Berdasarkan data dari APPBI Asosiasi Perajin dan Pengusaha Batik Indonesia, di tahun 2020 lalu diperkirakan jumlah pengerajin batik mencapai 151.565 orang. Namun saat ini, hanya tinggal 37.914 pengrajin saja yang masih berproduksi. Tak hanya itu, imbas pandemi Covid-19 ini juga menyebabkan banyak pengrajin terpaksa alih profesi. Data yang dikeluarkan Kementerian Pariwisata dan Ekonomi Kreatif mencatat, PDB subsektor fashion menurun hingga -2,81% pada tahun 2020.
Christian Saputra selaku Founder Batik Concept menyebut saat ini generasi muda minim minat untuk membatik. Hal ini terbukti dari usaha milik keluarga mereka, yang kesulitan untuk mencari pengerajin batik. Bahkan, di salah satu workshopnya di Cirebon, Jawa Barat, jumlah pengrajin batik muda hanya tersisa dua orang dari total 25 pengrajin, selebihnya didominasi oleh lansia. Tak heran bila Christian menyebut bahwa batik sejatinya adalah tradisi yang nyaris mati.

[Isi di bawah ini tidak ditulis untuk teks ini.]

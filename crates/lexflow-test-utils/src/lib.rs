//! Testing utilities for the Lexflow workspace
//!
//! Shared fixtures, pre-filled wizards, and creators that record or fail.

#![allow(missing_docs)]

use async_trait::async_trait;
use lexflow_template::CreateAdvancedTemplateData;
use lexflow_wizard::{
    FormDataPatch, NewStage, Step, SubmitError, TemplateCreator, TemplateDataPatch,
    TemplateReceipt, WizardConfig, WizardNavigator,
};
use parking_lot::Mutex;

/// Creator that keeps every payload it receives
#[derive(Debug, Default)]
pub struct RecordingCreator {
    received: Mutex<Vec<CreateAdvancedTemplateData>>,
}

impl RecordingCreator {
    pub fn new() -> Self {
        Self::default()
    }

    pub fn calls(&self) -> usize {
        self.received.lock().len()
    }

    pub fn received(&self) -> Vec<CreateAdvancedTemplateData> {
        self.received.lock().clone()
    }
}

#[async_trait]
impl TemplateCreator for RecordingCreator {
    async fn create(
        &self,
        data: CreateAdvancedTemplateData,
    ) -> Result<TemplateReceipt, SubmitError> {
        let mut received = self.received.lock();
        received.push(data);
        Ok(TemplateReceipt {
            template_id: format!("tpl-{}", received.len()),
        })
    }
}

/// Creator that always fails with the given error
#[derive(Debug)]
pub struct FailingCreator(pub SubmitError);

#[async_trait]
impl TemplateCreator for FailingCreator {
    async fn create(
        &self,
        _data: CreateAdvancedTemplateData,
    ) -> Result<TemplateReceipt, SubmitError> {
        Err(self.0.clone())
    }
}

/// Fill step 1 with a valid name and category
pub fn fill_basic_info(wizard: &mut WizardNavigator, name: &str, category: &str) {
    wizard.update_form_data(FormDataPatch::new().name(name));
    wizard.update_template_data(TemplateDataPatch::new().category(category));
}

/// Set the billing estimate
pub fn set_estimated_hours(wizard: &mut WizardNavigator, hours: f64) {
    let mut billing = wizard.draft().template_data.billing.clone();
    billing.estimated_hours_total = hours;
    wizard.update_template_data(TemplateDataPatch::new().billing(billing));
}

/// Wizard advanced to `target` with valid data on every earlier step
pub fn wizard_at(config: WizardConfig, target: Step) -> WizardNavigator {
    let mut wizard = WizardNavigator::new(config);
    fill_basic_info(&mut wizard, "Divorcio", "civil");
    set_estimated_hours(&mut wizard, 40.0);
    while wizard.step() < target {
        if wizard.step() == Step::Stages && wizard.draft().template_data.stages.is_empty() {
            wizard
                .add_stage(NewStage::new("Análisis", 5))
                .expect("fixture stage is valid");
        }
        wizard.next().expect("fixture steps are valid");
    }
    wizard
}
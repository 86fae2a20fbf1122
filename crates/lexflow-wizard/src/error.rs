//! Error types for the wizard
//!
//! Field validation failures are not errors in this sense: they live in the
//! wizard's `FieldErrors` map and block navigation. The types here cover:
//! - Blocked navigation and submission misuse
//! - Invalid stage/task/dependency edits
//! - Creation service failures
//! - Configuration loading

use crate::step::{FieldErrors, Step};
use lexflow_template::{
    DocumentId, EmailTemplateId, ExpenseId, ModelError, StageId, TaskId,
};
use std::path::PathBuf;

/// Main wizard error type
#[derive(Debug, thiserror::Error)]
pub enum WizardError {
    /// The current step has field errors
    #[error("step {step} is incomplete: {} field error(s)", .errors.len())]
    Validation {
        /// Step that failed
        step: Step,
        /// Errors surfaced for that step
        errors: FieldErrors,
    },

    /// Submission attempted before the last step
    #[error("submission is only available on the final step (current: {step})")]
    NotOnFinalStep {
        /// Current step
        step: Step,
    },

    /// A hand-off is already pending
    #[error("a submission is already in progress")]
    SubmissionInProgress,

    /// `finish_submit` without a matching `begin_submit`
    #[error("no submission in progress")]
    NoSubmissionInProgress,

    /// Stage/task/dependency edit failed
    #[error("edit failed: {0}")]
    Shaping(#[from] ShapingError),

    /// The creation service failed
    #[error("submission failed: {0}")]
    Submit(#[from] SubmitError),
}

impl WizardError {
    /// Check if the error only reflects incomplete input
    #[inline]
    #[must_use]
    pub fn is_blocking_validation(&self) -> bool {
        matches!(self, Self::Validation { .. })
    }

    /// Field errors carried by a validation failure
    #[must_use]
    pub fn field_errors(&self) -> Option<&FieldErrors> {
        match self {
            Self::Validation { errors, .. } => Some(errors),
            _ => None,
        }
    }
}

/// Errors from editing stages, tasks and other template items
#[derive(Debug, Clone, PartialEq, thiserror::Error)]
pub enum ShapingError {
    /// A name was empty after trimming
    #[error("{item} name must not be empty")]
    EmptyName {
        /// Kind of item
        item: &'static str,
    },

    /// Stage duration must be at least one day
    #[error("stage duration must be at least one day")]
    ZeroStageDays,

    /// Task effort must be positive
    #[error("task effort must be positive, got {hours}")]
    NonPositiveHours {
        /// Rejected value
        hours: f64,
    },

    /// Unknown stage
    #[error("stage not found: {0}")]
    StageNotFound(StageId),

    /// Unknown task
    #[error("task not found: {0}")]
    TaskNotFound(TaskId),

    /// Unknown expense
    #[error("expense not found: {0}")]
    ExpenseNotFound(ExpenseId),

    /// Unknown document
    #[error("document not found: {0}")]
    DocumentNotFound(DocumentId),

    /// Unknown email template
    #[error("email template not found: {0}")]
    EmailTemplateNotFound(EmailTemplateId),

    /// A name or id did not resolve to any item
    #[error("no {item} matches '{key}'")]
    UnresolvedReference {
        /// Kind of item
        item: &'static str,
        /// Name or id that was looked up
        key: String,
    },

    /// A task cannot wait on itself
    #[error("task {0} cannot depend on itself")]
    SelfDependency(TaskId),

    /// The dependency would close a cycle
    #[error("cyclic dependency: {path:?}")]
    CyclicDependency {
        /// Tasks along the cycle, first and last equal
        path: Vec<TaskId>,
    },

    /// Invalid model value
    #[error(transparent)]
    Model(#[from] ModelError),
}

/// Errors reported by the template creation service
#[derive(Debug, Clone, PartialEq, Eq, thiserror::Error)]
pub enum SubmitError {
    /// The service refused the template
    #[error("template rejected: {0}")]
    Rejected(String),

    /// The service could not be reached
    #[error("creation service unavailable: {0}")]
    Unavailable(String),
}

impl SubmitError {
    /// Check if submitting again may succeed
    #[inline]
    #[must_use]
    pub fn is_retryable(&self) -> bool {
        matches!(self, Self::Unavailable(_))
    }
}

/// Configuration loading errors
#[derive(Debug, thiserror::Error)]
pub enum ConfigError {
    /// The file could not be read
    #[error("cannot read {}: {source}", .path.display())]
    Io {
        /// File that failed
        path: PathBuf,
        /// Underlying error
        #[source]
        source: std::io::Error,
    },

    /// The file is not valid TOML for `WizardConfig`
    #[error("invalid wizard configuration: {0}")]
    Parse(#[from] toml::de::Error),
}
#[cfg(test)]
mod tests {
    use super::*;

    fn with_stages(names: &[&str]) -> (AdvancedTemplateData, Vec<StageId>) {
        let mut data = AdvancedTemplateData::default();
        let ids = names
            .iter()
            .map(|name| add_stage(&mut data, NewStage::new(*name, 5)).unwrap())
            .collect();
        (data, ids)
    }

    #[test]
    fn stage_order_follows_append_position() {
        let (data, _) = with_stages(&["Análisis", "Demanda", "Juicio"]);
        let orders: Vec<u32> = data.stages.iter().map(|s| s.order).collect();
        assert_eq!(orders, vec![1, 2, 3]);
    }

    #[test]
    fn invalid_stage_input_is_rejected() {
        let mut data = AdvancedTemplateData::default();
        assert_eq!(
            add_stage(&mut data, NewStage::new("  ", 5)),
            Err(ShapingError::EmptyName { item: "stage" })
        );
        assert_eq!(
            add_stage(&mut data, NewStage::new("Análisis", 0)),
            Err(ShapingError::ZeroStageDays)
        );
        assert!(data.stages.is_empty());
    }

    #[test]
    fn remove_stage_renumbers_and_reassigns() {
        let (mut data, ids) = with_stages(&["A", "B", "C"]);
        let task = add_task(&mut data, NewTask::new("Redactar", 2.0).in_stage(ids[0])).unwrap();

        remove_stage(&mut data, ids[0], &WizardConfig::default()).unwrap();

        let orders: Vec<u32> = data.stages.iter().map(|s| s.order).collect();
        assert_eq!(orders, vec![1, 2]);
        assert_eq!(data.task(task).unwrap().stage_id, None);
    }

    #[test]
    fn legacy_removal_keeps_stale_references() {
        let (mut data, ids) = with_stages(&["A", "B"]);
        let task = add_task(&mut data, NewTask::new("Redactar", 2.0).in_stage(ids[0])).unwrap();

        remove_stage(&mut data, ids[0], &WizardConfig::legacy()).unwrap();

        assert_eq!(data.stages[0].order, 2);
        assert_eq!(data.task(task).unwrap().stage_id, Some(ids[0]));
        // Dangling tasks still show up under general tasks
        let groups = group_tasks_by_stage(&data);
        assert_eq!(groups.last().unwrap().stage, None);
        assert_eq!(groups.last().unwrap().tasks[0].id, task);
    }

    #[test]
    fn cascade_removal_deletes_tasks_and_their_dependents_links() {
        let (mut data, ids) = with_stages(&["A", "B"]);
        let doomed = add_task(&mut data, NewTask::new("a", 1.0).in_stage(ids[0])).unwrap();
        let kept = add_task(&mut data, NewTask::new("b", 1.0).in_stage(ids[1])).unwrap();
        toggle_dependency(&mut data, kept, doomed, &WizardConfig::default()).unwrap();
        add_document(&mut data, "Poder", "", Some(ids[0]), true).unwrap();

        let config = WizardConfig::default().with_stage_removal(StageRemovalPolicy::CascadeDelete);
        remove_stage(&mut data, ids[0], &config).unwrap();

        assert!(data.task(doomed).is_none());
        assert!(data.task(kept).unwrap().dependencies.is_empty());
        assert!(data.documents.is_empty());
    }

    #[test]
    fn remove_unknown_stage_fails() {
        let (mut data, _) = with_stages(&["A"]);
        let missing = StageId::new();
        assert_eq!(
            remove_stage(&mut data, missing, &WizardConfig::default()),
            Err(ShapingError::StageNotFound(missing))
        );
    }

    #[test]
    fn task_input_is_checked() {
        let (mut data, _) = with_stages(&["A"]);
        assert!(matches!(
            add_task(&mut data, NewTask::new("x", 0.0)),
            Err(ShapingError::NonPositiveHours { .. })
        ));
        assert!(matches!(
            add_task(&mut data, NewTask::new("x", f64::INFINITY)),
            Err(ShapingError::NonPositiveHours { .. })
        ));
        let missing = StageId::new();
        assert_eq!(
            add_task(&mut data, NewTask::new("x", 1.0).in_stage(missing)),
            Err(ShapingError::StageNotFound(missing))
        );
    }

    #[test]
    fn grouping_follows_stage_order() {
        let (mut data, ids) = with_stages(&["A", "B"]);
        let general = add_task(&mut data, NewTask::new("general", 1.0)).unwrap();
        let in_b = add_task(&mut data, NewTask::new("b", 1.0).in_stage(ids[1])).unwrap();

        let groups = group_tasks_by_stage(&data);
        assert_eq!(groups.len(), 3);
        assert_eq!(groups[0].title(), "A");
        assert!(groups[0].tasks.is_empty());
        assert_eq!(groups[1].tasks[0].id, in_b);
        assert_eq!(groups[2].title(), "Tareas generales");
        assert_eq!(groups[2].tasks[0].id, general);
    }

    #[test]
    fn toggle_adds_then_removes() {
        let mut data = AdvancedTemplateData::default();
        let a = add_task(&mut data, NewTask::new("a", 1.0)).unwrap();
        let b = add_task(&mut data, NewTask::new("b", 1.0)).unwrap();
        let config = WizardConfig::default();

        assert_eq!(toggle_dependency(&mut data, b, a, &config), Ok(DependencyToggle::Added));
        assert!(data.task(b).unwrap().depends_on(a));
        assert_eq!(toggle_dependency(&mut data, b, a, &config), Ok(DependencyToggle::Removed));
        assert!(!data.task(b).unwrap().depends_on(a));
    }

    #[test]
    fn toggle_rejects_self_unknown_and_cycles() {
        let mut data = AdvancedTemplateData::default();
        let a = add_task(&mut data, NewTask::new("a", 1.0)).unwrap();
        let b = add_task(&mut data, NewTask::new("b", 1.0)).unwrap();
        let config = WizardConfig::default();

        assert_eq!(
            toggle_dependency(&mut data, a, a, &config),
            Err(ShapingError::SelfDependency(a))
        );
        let missing = TaskId::new();
        assert_eq!(
            toggle_dependency(&mut data, a, missing, &config),
            Err(ShapingError::TaskNotFound(missing))
        );

        toggle_dependency(&mut data, b, a, &config).unwrap();
        assert_eq!(
            toggle_dependency(&mut data, a, b, &config),
            Err(ShapingError::CyclicDependency { path: vec![a, b, a] })
        );

        // Without enforcement the cycle is accepted
        let lax = WizardConfig::default().with_acyclic_dependencies(false);
        assert_eq!(toggle_dependency(&mut data, a, b, &lax), Ok(DependencyToggle::Added));
    }

    #[test]
    fn sync_hours_sums_tasks() {
        let mut data = AdvancedTemplateData::default();
        add_task(&mut data, NewTask::new("a", 1.5)).unwrap();
        add_task(&mut data, NewTask::new("b", 2.5)).unwrap();
        assert_eq!(sync_estimated_hours(&mut data), 4.0);
        assert_eq!(data.billing.estimated_hours_total, 4.0);
    }

    #[test]
    fn billing_items() {
        let mut data = AdvancedTemplateData::default();
        let expense = add_expense(&mut data, "Tasa judicial", 120.0, "court").unwrap();
        assert!(add_expense(&mut data, "x", -1.0, "court").is_err());
        assert_eq!(set_hourly_rate(&mut data, "socio", 200.0), Ok(None));
        assert!(set_hourly_rate(&mut data, " ", 200.0).is_err());
        assert_eq!(remove_expense(&mut data, expense).unwrap().name, "Tasa judicial");
        assert!(data.billing.typical_expenses.is_empty());
    }

    #[test]
    fn tags_are_trimmed_and_unique() {
        let mut data = AdvancedTemplateData::default();
        assert!(add_tag(&mut data, " familia "));
        assert!(!add_tag(&mut data, "familia"));
        assert!(!add_tag(&mut data, "  "));
        assert!(remove_tag(&mut data, "familia"));
        assert!(data.tags.is_empty());
    }

    #[test]
    fn documents_and_emails() {
        let (mut data, ids) = with_stages(&["A"]);
        let doc = add_document(&mut data, "DNI", "", Some(ids[0]), true).unwrap();
        assert!(add_document(&mut data, "DNI", "", Some(StageId::new()), true).is_err());
        let email =
            add_email_template(&mut data, "Bienvenida", "Hola", "...", EmailTrigger::CaseCreated)
                .unwrap();
        assert_eq!(remove_document(&mut data, doc).unwrap().name, "DNI");
        assert_eq!(
            remove_email_template(&mut data, email).unwrap().trigger,
            EmailTrigger::CaseCreated
        );
    }

    #[test]
    fn references_resolve_by_name_or_id() {
        let (mut data, ids) = with_stages(&["Análisis"]);
        let task = add_task(&mut data, NewTask::new("Entrevista", 1.0)).unwrap();
        assert_eq!(resolve_stage(&data, "Análisis"), Ok(ids[0]));
        assert_eq!(resolve_stage(&data, &ids[0].to_string()), Ok(ids[0]));
        assert_eq!(resolve_task(&data, "Entrevista"), Ok(task));
        assert!(resolve_task(&data, "nada").is_err());
    }
}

“Batik itu dying tradition. Generasi muda cenderung lebih tertarik dengan pekerjaan yang serba instan dan cepat. Sementara proses produksi batik tulisa bisa memakan waktu hingga berbulan-bulan. Akhirnya banyak yang memilih merantau ke kota-kota besar untuk mendapatkan pekerjaan yang menurut mereka lebih layak,” tutur Christian Saputra.
Pernyataan Christian bukan tanpa alasaan, untuk memproduksi satu kain batik tulis saja bisa memakan waktu dua sampai enam bulan tergantung tingkat kesulitan.
Secara rinci, setidaknya terdapat 12 tahapan dalam proses pembuatan batik tulis. Dimulai dari nyungging (membuat pola di atas kertas), njaplak (menyalin pola ke media kain), nglowong (membatik dengan canting), ngiseni (mengisi bagian-bagian kosong dalam pola), nyolet (memberi warna pada kain), mopok dan nembok (menutupi bagian tertentu dalam pola).
Kemudian dilanjutkan dengan ngelir (mencelupkan kain ke dalam ember berisi perwarna), nglorod (melunturkan malam pada kain), ngrentesi (memberi titik atau garis di sekitar pola), nyumri (menjemur kain hingga kering), dan terakhir melunturkan seluruh malam di kain batik dengan merendam di air mendidih.
Sehingga dibutuhkan kesabaran dan ketelitian untuk menghasilkan produk batik tulis yang berkualitas. Hal inilah yang jarang ditemui pada generasi muda. Di sisi lain, para pengrajin batik di daerah juga masih kurang mendapatkan apresiasi, baik dari segi pendapatan maupun penghargaan untuk karya yang mereka ciptakan.
"Sudah proses produksinya menyita waktu, pendapatan mereka juga bisa dibilang tidak setimpal dengan waktu yang mereka habiskan. Jadi kalau tidak ada passion di bidang seni batik, wajar saja mereka memilih pekerjaan yang lain," ungkapnya.